A federal grant to expand Anoka County’s maternal, infant and early childhood home visiting program has increased both in dollars received and in the length of the grant period.
In late November, the Anoka County Board, on the recommendation of its Human Services Committee, approved a grant totaling $80,610 from the Minnesota Department of Health (MDH) through its federal allocation from the time period Dec. 15, 2012 through March 30.
But subsequent to that action, the state health department expanded both the contract term and the grant amount.
Now the county is receiving up to $863,610 for a grant period that runs through March 30, 2015.
With the money to expand the home visiting program, the county board approved the hiring of three full-time public health nurses and a three-quarter time public health nurse supervisor.
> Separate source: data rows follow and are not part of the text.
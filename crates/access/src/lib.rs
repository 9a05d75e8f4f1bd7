//! Tabula access layer: roles, permission statements, route metadata, the role gate
//! consumed by host pages, and role-filtered navigation.

#![forbid(unsafe_code)]

pub mod menu;
pub mod role;
pub mod route;

pub use menu::{dashboard_menu, menu_for_role, MenuItem, MenuSection, SubMenu};
pub use role::{user_roles, Role, RoleMeta, Statement, ADMIN_ROLES, STATEMENTS};
pub use route::{
    authorize, page_title, redirect_for, Authorized, RouteAccess, RouteId, RouteMeta, SessionRole, PROTECTED_PATH,
    SIGN_IN_PATH,
};

#[derive(Debug, thiserror::Error, PartialEq, Eq)]
pub enum AccessError {
    /// Deliberately indistinguishable from a missing page.
    #[error("not found: {path}")]
    NotFound { path: String },
    #[error("unknown role: {0}")]
    UnknownRole(String),
    #[error("unknown route: {0}")]
    UnknownRoute(String),
}
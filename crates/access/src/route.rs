//! Route metadata and the role gate.

use std::fmt;
use std::str::FromStr;

use serde::Serialize;
use tracing::debug;

use crate::role::Role;
use crate::AccessError;

pub const SIGN_IN_PATH: &str = "/sign-in";
pub const PROTECTED_PATH: &str = "/dashboard";

#[derive(Debug, Clone, Copy, PartialEq, Eq, Hash, Serialize)]
#[serde(rename_all = "camelCase")]
pub enum RouteId {
    SignIn,
    Dashboard,
    Profile,
    Account,
}

/// Who may open a route.
#[derive(Debug, Clone, Copy, PartialEq, Eq, Serialize)]
#[serde(rename_all = "lowercase")]
pub enum RouteAccess {
    All,
    Roles(&'static [Role]),
}

impl RouteAccess {
    pub fn allows(&self, role: &str) -> bool {
        match self {
            RouteAccess::All => true,
            RouteAccess::Roles(set) => Role::from_code(role).map(|r| set.contains(&r)).unwrap_or(false),
        }
    }
}

#[derive(Debug, Clone, Copy, PartialEq, Eq, Serialize)]
pub struct RouteMeta {
    pub path: &'static str,
    pub display_name: &'static str,
    /// `None` for public routes; the gate never admits them.
    pub access: Option<RouteAccess>,
}

impl RouteId {
    pub const ALL: [RouteId; 4] = [RouteId::SignIn, RouteId::Dashboard, RouteId::Profile, RouteId::Account];

    pub const fn key(&self) -> &'static str {
        match self {
            RouteId::SignIn => "signIn",
            RouteId::Dashboard => "dashboard",
            RouteId::Profile => "profile",
            RouteId::Account => "account",
        }
    }

    pub const fn meta(&self) -> RouteMeta {
        match self {
            RouteId::SignIn => RouteMeta { path: SIGN_IN_PATH, display_name: "Sign In", access: None },
            RouteId::Dashboard => RouteMeta { path: PROTECTED_PATH, display_name: "Dashboard", access: Some(RouteAccess::All) },
            RouteId::Profile => RouteMeta {
                path: "/dashboard/profile",
                display_name: "My Profile",
                access: Some(RouteAccess::All),
            },
            RouteId::Account => RouteMeta {
                path: "/dashboard/account",
                display_name: "Users",
                access: Some(RouteAccess::Roles(&[Role::Admin])),
            },
        }
    }

    pub fn from_path(path: &str) -> Option<Self> {
        let path = match path.trim_end_matches('/') {
            "" => "/",
            p => p,
        };
        Self::ALL.into_iter().find(|r| r.meta().path == path)
    }
}

impl fmt::Display for RouteId {
    fn fmt(&self, f: &mut fmt::Formatter<'_>) -> fmt::Result { f.write_str(self.key()) }
}

/// Accepts the route key (`account`) or its path (`/dashboard/account`).
impl FromStr for RouteId {
    type Err = AccessError;
    fn from_str(s: &str) -> Result<Self, Self::Err> {
        let s = s.trim();
        Self::ALL
            .into_iter()
            .find(|r| r.key().eq_ignore_ascii_case(s))
            .or_else(|| Self::from_path(s))
            .ok_or_else(|| AccessError::UnknownRoute(s.to_string()))
    }
}

/// Anything the identity layer hands back as "the current session".
pub trait SessionRole {
    fn role(&self) -> Option<&str>;
}

impl SessionRole for Role {
    fn role(&self) -> Option<&str> { Some(self.code()) }
}

impl<S: SessionRole + ?Sized> SessionRole for &S {
    fn role(&self) -> Option<&str> { (**self).role() }
}

#[derive(Debug, Clone)]
pub struct Authorized<S> {
    pub session: S,
    pub route: RouteMeta,
}

/// Admit `session` to `route` or signal not-found. Public routes, missing sessions,
/// sessions without a role and roles outside the route's set are all not-found.
pub fn authorize<S: SessionRole>(route: RouteId, session: Option<S>) -> Result<Authorized<S>, AccessError> {
    let meta = route.meta();
    let not_found = || AccessError::NotFound { path: meta.path.to_string() };
    let Some(access) = meta.access else {
        debug!(route = %route, "route carries no role metadata");
        return Err(not_found());
    };
    let Some(session) = session else {
        debug!(route = %route, "no session");
        return Err(not_found());
    };
    match session.role() {
        Some(role) if access.allows(role) => Ok(Authorized { session, route: meta }),
        role => {
            debug!(route = %route, role = role.unwrap_or("-"), "role not allowed");
            Err(not_found())
        }
    }
}

/// Redirect for a request path. Only `/sign-in` and `/dashboard/**` are guarded.
pub fn redirect_for(path: &str, has_session: bool) -> Option<&'static str> {
    let guarded = path == SIGN_IN_PATH
        || path == PROTECTED_PATH
        || path.strip_prefix(PROTECTED_PATH).is_some_and(|rest| rest.starts_with('/'));
    if !guarded { return None; }
    let on_sign_in = path.starts_with(SIGN_IN_PATH);
    match (has_session, on_sign_in) {
        (false, false) => Some(SIGN_IN_PATH),
        (true, true) => Some(PROTECTED_PATH),
        _ => None,
    }
}

/// `"<display name> | <app>"`.
pub fn page_title(route: RouteId, app_name: &str) -> String { format!("{} | {}", route.meta().display_name, app_name) }

#[cfg(test)]
mod tests {
    use super::*;

    #[test]
    fn routes_resolve_by_key_and_path() {
        assert_eq!("account".parse::<RouteId>().unwrap(), RouteId::Account);
        assert_eq!("/dashboard/profile/".parse::<RouteId>().unwrap(), RouteId::Profile);
        assert_eq!(RouteId::from_path("/dashboard"), Some(RouteId::Dashboard));
        assert!("/nowhere".parse::<RouteId>().is_err());
    }

    #[test]
    fn access_sets() {
        assert!(RouteAccess::All.allows("anything"));
        let admin_only = RouteAccess::Roles(&[Role::Admin]);
        assert!(admin_only.allows("admin"));
        assert!(!admin_only.allows("user"));
        assert!(!admin_only.allows("ghost"));
    }

    #[test]
    fn redirects() {
        assert_eq!(redirect_for("/dashboard/account", false), Some("/sign-in"));
        assert_eq!(redirect_for("/dashboard", false), Some("/sign-in"));
        assert_eq!(redirect_for("/sign-in", true), Some("/dashboard"));
        assert_eq!(redirect_for("/sign-in", false), None);
        assert_eq!(redirect_for("/dashboard/profile", true), None);
        assert_eq!(redirect_for("/", false), None);
        assert_eq!(redirect_for("/dashboards", false), None);
    }

    #[test]
    fn titles() {
        assert_eq!(page_title(RouteId::Account, "tabula"), "Users | tabula");
        assert_eq!(page_title(RouteId::Profile, "tabula"), "My Profile | tabula");
    }
}
//! Dashboard navigation filtered by role.

use serde::Serialize;

use crate::route::RouteId;

#[derive(Debug, Clone, PartialEq, Eq, Serialize)]
pub struct SubMenu {
    pub label: &'static str,
    pub destructive: bool,
}

#[derive(Debug, Clone, PartialEq, Eq, Serialize)]
pub struct MenuItem {
    pub route: RouteId,
    pub icon: Option<&'static str>,
    pub disabled: bool,
    pub sub_menu: Vec<SubMenu>,
}

impl MenuItem {
    fn new(route: RouteId, icon: &'static str) -> Self { Self { route, icon: Some(icon), disabled: false, sub_menu: Vec::new() } }

    pub fn label(&self) -> &'static str { self.route.meta().display_name }
    pub fn path(&self) -> &'static str { self.route.meta().path }
}

#[derive(Debug, Clone, PartialEq, Eq, Serialize)]
pub struct MenuSection {
    pub section: &'static str,
    pub items: Vec<MenuItem>,
}

pub fn dashboard_menu() -> Vec<MenuSection> {
    let sub = |label| SubMenu { label, destructive: false };
    let mut profile = MenuItem::new(RouteId::Profile, "user-round");
    profile.sub_menu = vec![
        sub("Personal Information"),
        sub("Change Password"),
        sub("Active Session"),
        SubMenu { label: "Delete Account", destructive: true },
    ];
    vec![
        MenuSection {
            section: "General",
            items: vec![MenuItem::new(RouteId::Dashboard, "layout-dashboard"), MenuItem::new(RouteId::Account, "users-round")],
        },
        MenuSection { section: "Settings", items: vec![profile] },
    ]
}

/// Keep items whose route admits `role`; sections left empty are dropped.
pub fn menu_for_role(role: &str, menu: &[MenuSection]) -> Vec<MenuSection> {
    menu.iter()
        .filter_map(|s| {
            let items: Vec<MenuItem> = s
                .items
                .iter()
                .filter(|i| i.route.meta().access.is_some_and(|a| a.allows(role)))
                .cloned()
                .collect();
            (!items.is_empty()).then(|| MenuSection { section: s.section, items })
        })
        .collect()
}
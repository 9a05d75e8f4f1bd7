//! Tabula filter predicates: operator/operand model and pure per-value tests.
//!
//! Each filter kind owns a fixed set of operators:
//!
//! | kind   | operators                     |
//! |--------|-------------------------------|
//! | text   | contains                      |
//! | option | is-any-of                     |
//! | date   | before, after, on, between    |
//! | number | equals, range                 |

#![forbid(unsafe_code)]

use std::fmt;
use std::str::FromStr;

use chrono::NaiveDate;
use serde::{Deserialize, Serialize};
use tabula_core::{FilterKind, Value};

pub mod query;
pub mod suggest;

pub use query::{parse_filter_token, parse_operand, parse_query, resolve_filters, FilterToken, ParsedQuery};
pub use suggest::suggest_columns;

#[derive(Debug, thiserror::Error, PartialEq)]
pub enum FilterError {
    #[error("unknown operator: {0}")]
    UnknownOperator(String),
    #[error("operator {operator} is not allowed for {kind} columns")]
    OperatorNotAllowed { operator: FilterOperator, kind: FilterKind },
    #[error("invalid date `{0}` (expected YYYY-MM-DD)")]
    InvalidDate(String),
    #[error("invalid number `{0}`")]
    InvalidNumber(String),
    #[error("invalid range `{0}` (expected FROM..TO)")]
    InvalidRange(String),
    #[error("unknown column: {0}")]
    UnknownColumn(String),
    #[error("column {0} has no filter")]
    NotFilterable(String),
    #[error("malformed filter `{0}` (expected column=value or column:operator=value)")]
    Malformed(String),
}

#[derive(Debug, Clone, Copy, PartialEq, Eq, Hash, Serialize, Deserialize)]
#[serde(rename_all = "kebab-case")]
pub enum FilterOperator {
    Contains,
    IsAnyOf,
    Before,
    After,
    On,
    Between,
    Equals,
    Range,
}

impl FilterOperator {
    pub fn as_str(&self) -> &'static str {
        match self {
            FilterOperator::Contains => "contains",
            FilterOperator::IsAnyOf => "is-any-of",
            FilterOperator::Before => "before",
            FilterOperator::After => "after",
            FilterOperator::On => "on",
            FilterOperator::Between => "between",
            FilterOperator::Equals => "equals",
            FilterOperator::Range => "range",
        }
    }

    pub fn allowed_for(kind: FilterKind) -> &'static [FilterOperator] {
        match kind {
            FilterKind::Text => &[FilterOperator::Contains],
            FilterKind::Option => &[FilterOperator::IsAnyOf],
            FilterKind::Date => &[FilterOperator::Before, FilterOperator::After, FilterOperator::On, FilterOperator::Between],
            FilterKind::Number => &[FilterOperator::Equals, FilterOperator::Range],
        }
    }

    pub fn is_allowed_for(&self, kind: FilterKind) -> bool { Self::allowed_for(kind).contains(self) }

    /// Operator used when a filter names only a column and a value.
    pub fn default_for(kind: FilterKind) -> FilterOperator {
        match kind {
            FilterKind::Text => FilterOperator::Contains,
            FilterKind::Option => FilterOperator::IsAnyOf,
            FilterKind::Date => FilterOperator::On,
            FilterKind::Number => FilterOperator::Equals,
        }
    }

    /// Whether `operand` has the shape this operator evaluates.
    pub fn accepts(&self, operand: &FilterOperand) -> bool {
        use FilterOperand as O;
        use FilterOperator as Op;
        matches!(
            (self, operand),
            (Op::Contains, O::Text(_))
                | (Op::IsAnyOf, O::Options(_))
                | (Op::Before | Op::After | Op::On, O::Date(_))
                | (Op::Between, O::DateRange(_, _))
                | (Op::Equals, O::Number(_))
                | (Op::Range, O::NumberRange(_, _))
        )
    }
}

impl fmt::Display for FilterOperator {
    fn fmt(&self, f: &mut fmt::Formatter<'_>) -> fmt::Result { f.write_str(self.as_str()) }
}

impl FromStr for FilterOperator {
    type Err = FilterError;

    fn from_str(s: &str) -> Result<Self, Self::Err> {
        let op = match s.trim().to_ascii_lowercase().as_str() {
            "contains" => FilterOperator::Contains,
            "is-any-of" | "in" => FilterOperator::IsAnyOf,
            "before" => FilterOperator::Before,
            "after" => FilterOperator::After,
            "on" => FilterOperator::On,
            "between" => FilterOperator::Between,
            "equals" | "eq" => FilterOperator::Equals,
            "range" => FilterOperator::Range,
            other => return Err(FilterError::UnknownOperator(other.to_string())),
        };
        Ok(op)
    }
}

#[derive(Debug, Clone, PartialEq, Serialize, Deserialize)]
#[serde(tag = "type", content = "value", rename_all = "snake_case")]
pub enum FilterOperand {
    Text(String),
    Options(Vec<String>),
    Date(NaiveDate),
    DateRange(NaiveDate, NaiveDate),
    Number(f64),
    NumberRange(f64, f64),
}

impl FilterOperand {
    /// Empty operands mean "no filter" and are removed rather than matching nothing.
    pub fn is_empty(&self) -> bool {
        match self {
            FilterOperand::Text(s) => s.trim().is_empty(),
            FilterOperand::Options(v) => v.iter().all(|s| s.is_empty()),
            _ => false,
        }
    }
}

/// One active per-column filter.
#[derive(Debug, Clone, PartialEq, Serialize, Deserialize)]
pub struct ColumnFilter {
    pub column_id: String,
    pub operator: FilterOperator,
    pub operand: FilterOperand,
}

impl ColumnFilter {
    pub fn new(column_id: impl Into<String>, operator: FilterOperator, operand: FilterOperand) -> Self {
        Self { column_id: column_id.into(), operator, operand }
    }

    pub fn matches(&self, value: &Value) -> bool { evaluate(self.operator, &self.operand, value) }
}

/// Test one cell value. `Null` never satisfies an active filter, and an operand of
/// the wrong shape for the operator never matches.
pub fn evaluate(operator: FilterOperator, operand: &FilterOperand, value: &Value) -> bool {
    if value.is_null() { return false; }
    match (operator, operand) {
        (FilterOperator::Contains, FilterOperand::Text(needle)) => {
            let needle = needle.trim().to_lowercase();
            text_contains(value, &needle)
        }
        (FilterOperator::IsAnyOf, FilterOperand::Options(set)) => {
            let v = value.to_string();
            set.iter().any(|o| *o == v)
        }
        (FilterOperator::Before, FilterOperand::Date(d)) => day_of(value).map(|v| v < *d).unwrap_or(false),
        (FilterOperator::After, FilterOperand::Date(d)) => day_of(value).map(|v| v > *d).unwrap_or(false),
        (FilterOperator::On, FilterOperand::Date(d)) => day_of(value).map(|v| v == *d).unwrap_or(false),
        (FilterOperator::Between, FilterOperand::DateRange(a, b)) => {
            let (lo, hi) = if a <= b { (a, b) } else { (b, a) };
            day_of(value).map(|v| v >= *lo && v <= *hi).unwrap_or(false)
        }
        (FilterOperator::Equals, FilterOperand::Number(n)) => value.as_number().map(|v| v == *n).unwrap_or(false),
        (FilterOperator::Range, FilterOperand::NumberRange(a, b)) => {
            let (lo, hi) = if a <= b { (*a, *b) } else { (*b, *a) };
            value.as_number().map(|v| v >= lo && v <= hi).unwrap_or(false)
        }
        _ => false,
    }
}

/// Case-insensitive substring test; `needle_lower` must already be lowercased.
pub fn text_contains(value: &Value, needle_lower: &str) -> bool {
    match value.search_text() {
        Some(hay) => hay.contains(needle_lower),
        None => false,
    }
}

fn day_of(value: &Value) -> Option<NaiveDate> { value.as_date().map(|d| d.date_naive()) }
Those positions will now continue through the new term of the grant, March 30, 2015, instead of ending March 30 this year.
The county board took action at its last meeting of 2012 to approve the new dollar figure and the expanded length of the grant period.
According to information provided to the county board by Laurel Hoff, county director of the community health and environmental services department, MDH received $8 million per year for three years from the U.S. Department of Health and Human Services to expand maternal, infant and early childhood home visiting.
For the grant, MDH had to complete a statewide needs assessment focusing on 15 risk factors in three categories – maternal and newborn health, injury and economic self-sufficiency, Hoff wrote in her report.
Anoka County was awarded the grant dollars because it ranked in the top 10 statewide in all three categories, she wrote.
The county will use two evidence-based models to target the at-risk population. They are the nurse-family partnership and healthy families America models, Hoff wrote.
“Evidence-based family home visiting models have proven that for every public health dollar invested a return of up to $5.70 can be expected in savings to programs including Medicaid and food support,” she wrote.
As part of the grant program, four existing county public health nurses will be trained in the healthy families America model and one in the nurse family partnership, according to Hoff.
The public health supervisor will coordinate and provide program development and evaluation as well as supervision, while the new public health nurses will support the transition of family health activities, she wrote.